Uterus transplantation in a sheep model: novel surgical technique with long-term survival and uterus vitality. First case series in Argentina

Martín A Maraschio 1, José M Sad Larcher 2, Alvaro Alcaraz 1, Enzo Giordano 1, Santiago Reimondez 1, Oscar Luján 3, Marcelo Iraci 4, José L Sereno 5, Analía Priotto 6, Olga Domínguez 1, Pablo Valle 7, Maximiliano Abrego 2, Soledad Rubio 8, Cristian Lamberto 9, Eduardo Villada 10
PMCID: PMC8489826  PMID: 34463443

Abstract

Objective

To develop a sheep autologous uterus transplantation (UT) program with an innovative surgical technique and assess long term uterus vitality and animal survival.

Methods

A novel surgical technique consisting of the procurement of the complete uterus and the two ovaries, back table vascular reconstruction, and subsequent implantation in the same animal, performing only two arterial and two venous anastomoses.

Results

Four autologous transplantations were performed; anesthesia and surgery were well tolerated by all the animals without complications.
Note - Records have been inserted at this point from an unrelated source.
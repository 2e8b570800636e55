//! Conversion from tree-sitter-java trees to [`SyntaxTree`]

use crate::{
    parser::{NoTreeSnafu, ParseError, SyntaxParser},
    syntax::{SyntaxTree, TreeBuilder},
    Language,
};
use snafu::OptionExt;
use tracing::trace;
use tree_sitter::{Parser as TsParser, TreeCursor};
use wren_text::offset::ByteToChar;

pub(crate) struct JavaParser {
    parser: TsParser,
}

impl JavaParser {
    pub(crate) fn new() -> Result<Self, ParseError> {
        let mut parser = TsParser::new();
        parser
            .set_language(tree_sitter_java::language())
            .map_err(|_| ParseError::Grammar {
                language: Language::Java,
            })?;
        Ok(Self { parser })
    }
}

impl SyntaxParser for JavaParser {
    fn language(&self) -> Language {
        Language::Java
    }

    fn parse(&mut self, text: &str) -> Result<SyntaxTree, ParseError> {
        let tree = self.parser.parse(text, None).context(NoTreeSnafu {
            language: Language::Java,
        })?;
        let chars = ByteToChar::new(text);
        let root = tree.root_node();
        trace!(children = root.child_count(), errors = root.has_error(), "parsed java");

        let mut builder = TreeBuilder::new(text);
        let root_id = builder.start_node(root.kind(), None, true, 0, 0);
        if root.is_error() {
            builder.mark_error(root_id);
        }
        let mut cursor = tree.walk();
        convert_children(&mut cursor, &mut builder, &chars, 0, text.len());
        Ok(builder.finish(chars.get(text.len())))
    }
}

fn convert_node(
    cursor: &mut TreeCursor<'_>,
    builder: &mut TreeBuilder,
    chars: &ByteToChar,
    field: Option<&'static str>,
) {
    let node = cursor.node();
    let (start, end) = (node.start_byte(), node.end_byte());

    if node.child_count() == 0 {
        let id = builder.leaf(
            node.kind(),
            field,
            node.is_named(),
            chars.get(start)..chars.get(end),
            start..end,
        );
        if node.is_error() || node.is_missing() {
            builder.mark_error(id);
        }
        return;
    }

    let id = builder.start_node(node.kind(), field, node.is_named(), chars.get(start), start);
    if node.is_error() || node.is_missing() {
        builder.mark_error(id);
    }
    convert_children(cursor, builder, chars, start, end);
    builder.finish_node(chars.get(end), end);
}

/// Convert the children of the cursor's node, keeping uncovered text between
/// `start` and `end` as gap leaves.
fn convert_children(
    cursor: &mut TreeCursor<'_>,
    builder: &mut TreeBuilder,
    chars: &ByteToChar,
    start: usize,
    end: usize,
) {
    let mut last_end = start;
    if cursor.goto_first_child() {
        loop {
            let child = cursor.node();
            if child.start_byte() > last_end {
                builder.gap(
                    chars.get(last_end)..chars.get(child.start_byte()),
                    last_end..child.start_byte(),
                );
            }
            let field = cursor.field_name();
            convert_node(cursor, builder, chars, field);
            last_end = last_end.max(child.end_byte());
            if !cursor.goto_next_sibling() {
                break;
            }
        }
        cursor.goto_parent();
    }
    if end > last_end {
        builder.gap(chars.get(last_end)..chars.get(end), last_end..end);
    }
}

#[cfg(test)]
mod tests {
    use super::*;
    use crate::syntax::{SyntaxNode, WHITESPACE};

    fn parse(text: &str) -> SyntaxTree {
        JavaParser::new().unwrap().parse(text).unwrap()
    }

    fn find<'a>(tree: &'a SyntaxTree, kind: &str) -> SyntaxNode<'a> {
        tree.preorder().find(|n| n.kind() == kind).unwrap()
    }

    #[test]
    fn root_covers_leading_and_trailing_whitespace() {
        let text = "\n  class A {}\n\n";
        let tree = parse(text);
        assert_eq!(tree.root().kind(), "program");
        assert_eq!(tree.root().range(), 0..text.chars().count());
        assert_eq!(tree.root().first_child().unwrap().kind(), WHITESPACE);
    }

    #[test]
    fn leaves_tile_the_source() {
        let text = "class A {\n  // note\n  int x = 1; /* b */\n}\n";
        let tree = parse(text);
        let joined: String = tree.leaves().map(|n| n.text()).collect();
        assert_eq!(joined, text);
    }

    #[test]
    fn keeps_field_names() {
        let tree = parse("class A { void run() { go(1); } }");
        let method = find(&tree, "method_declaration");
        assert_eq!(method.child_by_field("name").unwrap().text(), "run");
        let call = find(&tree, "method_invocation");
        assert_eq!(call.child_by_field("name").unwrap().text(), "go");
    }

    #[test]
    fn ranges_are_character_offsets() {
        let text = "class Ä { String s = \"ü\"; }";
        let tree = parse(text);
        let name = find(&tree, "class_declaration")
            .child_by_field("name")
            .unwrap();
        assert_eq!(name.text(), "Ä");
        assert_eq!(name.range(), 6..7);
        let literal = find(&tree, "string_literal");
        assert_eq!(literal.range(), 21..24);
    }

    #[test]
    fn broken_source_still_parses() {
        let tree = parse("class A { void f( { ");
        assert!(tree.has_errors());
        let joined: String = tree.leaves().map(|n| n.text()).collect();
        assert_eq!(joined, "class A { void f( { ");
    }

    #[test]
    fn empty_source() {
        let tree = parse("");
        assert_eq!(tree.root().range(), 0..0);
        assert_eq!(tree.node_count(), 1);
    }
}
Direct observation and Doppler US performed a week after UT and laparoscopy performed three months later confirmed uterus vitality. All animals were alive more than a year after transplantation.

Conclusions

Our study was the first to describe a novel surgical technique for sheep uterus autologous transplantation in Latin America, showing long-term survival and uterus vitality.

Keywords: uterus transplantation, infertility, female surgery, animals

INTRODUCTION

Absolute uterine factor infertility (AUFI) remains as one of the few types of infertility without treatment. The only options for women with AUFI until a few years ago were adoption or surrogate pregnancy (Beski et al., 2000; Friedler et al., 2016; Brännström, 2017; Dahm-Kähler et al., 2016). For these patients, uterus transplantation (UT) has become an effective therapy, allowing them to carry out an entire pregnancy and give birth (Brännström et al., 2015).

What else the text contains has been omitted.